- **Material for the task**
________________________________________
use std::fmt;

#[derive(Debug, Clone, Copy, PartialEq, Eq)]
pub enum Severity {
    Warning,
    Error,
}

impl Severity {
    pub fn as_str(self) -> &'static str {
        match self {
            Severity::Warning => "WARN",
            Severity::Error => "ERR",
        }
    }
}

impl fmt::Display for Severity {
    fn fmt(&self, f: &mut fmt::Formatter<'_>) -> fmt::Result {
        f.write_str(self.as_str())
    }
}

/// One validation finding attached to a submission. Findings are only ever
/// appended while a submission is processed; no stage removes or rewrites
/// an earlier finding.
#[derive(Debug, Clone, PartialEq)]
pub struct Finding {
    pub code: String,
    pub description: String,
    pub additional_description: Option<String>,
    pub severity: Severity,
    /// The formula expression, for findings raised by formula checks.
    pub formula: Option<String>,
    /// User-friendly rendering of the formula, if one is defined.
    pub formula_description: Option<String>,
    /// Evaluated left/right values in comparison form.
    pub formula_result: Option<String>,
    /// Which templates fed the two sides of the comparison.
    pub formula_source: Option<String>,
}

impl Finding {
    pub fn error(code: &str, description: impl Into<String>) -> Self {
        Self::new(code, description, Severity::Error)
    }

    pub fn warning(code: &str, description: impl Into<String>) -> Self {
        Self::new(code, description, Severity::Warning)
    }

    pub fn new(code: &str, description: impl Into<String>, severity: Severity) -> Self {
        Self {
            code: code.to_string(),
            description: description.into(),
            additional_description: None,
            severity,
            formula: None,
            formula_description: None,
            formula_result: None,
            formula_source: None,
        }
    }

    pub fn with_details(mut self, details: impl Into<String>) -> Self {
        self.additional_description = Some(details.into());
        self
    }

    /// Description with the additional detail folded in, as shown in the
    /// generated status documents.
    pub fn full_description(&self) -> String {
        match self.additional_description.as_deref() {
            Some(extra) if !extra.trim().is_empty() => {
                format!("{} - {}", self.description, extra)
            }
            _ => self.description.clone(),
        }
    }
}

/// Well-known finding codes.
pub mod codes {
    pub const BASE64_DECODE_ERROR: &str = "DATA-0001";
    pub const ARCHIVE_ENTRY_COUNT_ERROR: &str = "DATA-0002";
    pub const ARCHIVE_CORRUPTED_ERROR: &str = "DATA-0003";

    pub const BANK_NOT_SPECIFIED: &str = "META-0001";
    pub const BANK_NOT_FOUND: &str = "META-0002";
    pub const BANK_NOT_ALLOWED: &str = "META-0003";
    pub const REPORT_NOT_FOUND: &str = "META-0004";
    pub const REPORT_PERIOD_FORMAT_INVALID: &str = "META-0005";
    pub const REPORT_VERSION_NOT_FOUND: &str = "META-0006";
    pub const BANK_NOT_ACTIVE: &str = "META-0007";

    pub const SCHEMA_ERROR: &str = "XSD-0001";
    pub const SCHEMA_WARNING: &str = "XSD-0002";
    pub const INVALID_ROOT_TAG: &str = "XSD-0003";
    pub const INVALID_ROOT_NAMESPACE: &str = "XSD-0004";
    pub const INVALID_XML_STRUCTURE: &str = "XSD-0005";

    pub const HEADER_YEAR_MISMATCH: &str = "XML-0001";
    pub const HEADER_PERIOD_MISMATCH: &str = "XML-0002";
    pub const HEADER_UNDERTAKING_MISMATCH: &str = "XML-0003";

    pub const DYNAMIC_FIELD_ERROR: &str = "DYN-0001";

    pub const VALIDATION_FAILED: &str = "VAL-ERR";
}

/// Descriptions for findings the pipeline raises itself (formula findings
/// carry descriptions from their definitions).
pub mod descriptions {
    pub const BASE64_DECODE_ERROR: &str = "Submitted report data is not valid BASE64 encoded data";
    pub const ARCHIVE_ENTRY_COUNT_ERROR: &str =
        "ZIPed report data does not contain exactly one entry";
    pub const ARCHIVE_CORRUPTED_ERROR: &str = "ZIPed report data archive cannot be extracted";
}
________________________________________
- **What the task asks**
Out of the material above, gather each line where "impl" appears.

- **Solved problem**
impl Severity {
impl fmt::Display for Severity {
impl Finding {
    pub fn error(code: &str, description: impl Into<String>) -> Self {
    pub fn warning(code: &str, description: impl Into<String>) -> Self {
    pub fn new(code: &str, description: impl Into<String>, severity: Severity) -> Self {
    pub fn with_details(mut self, details: impl Into<String>) -> Self {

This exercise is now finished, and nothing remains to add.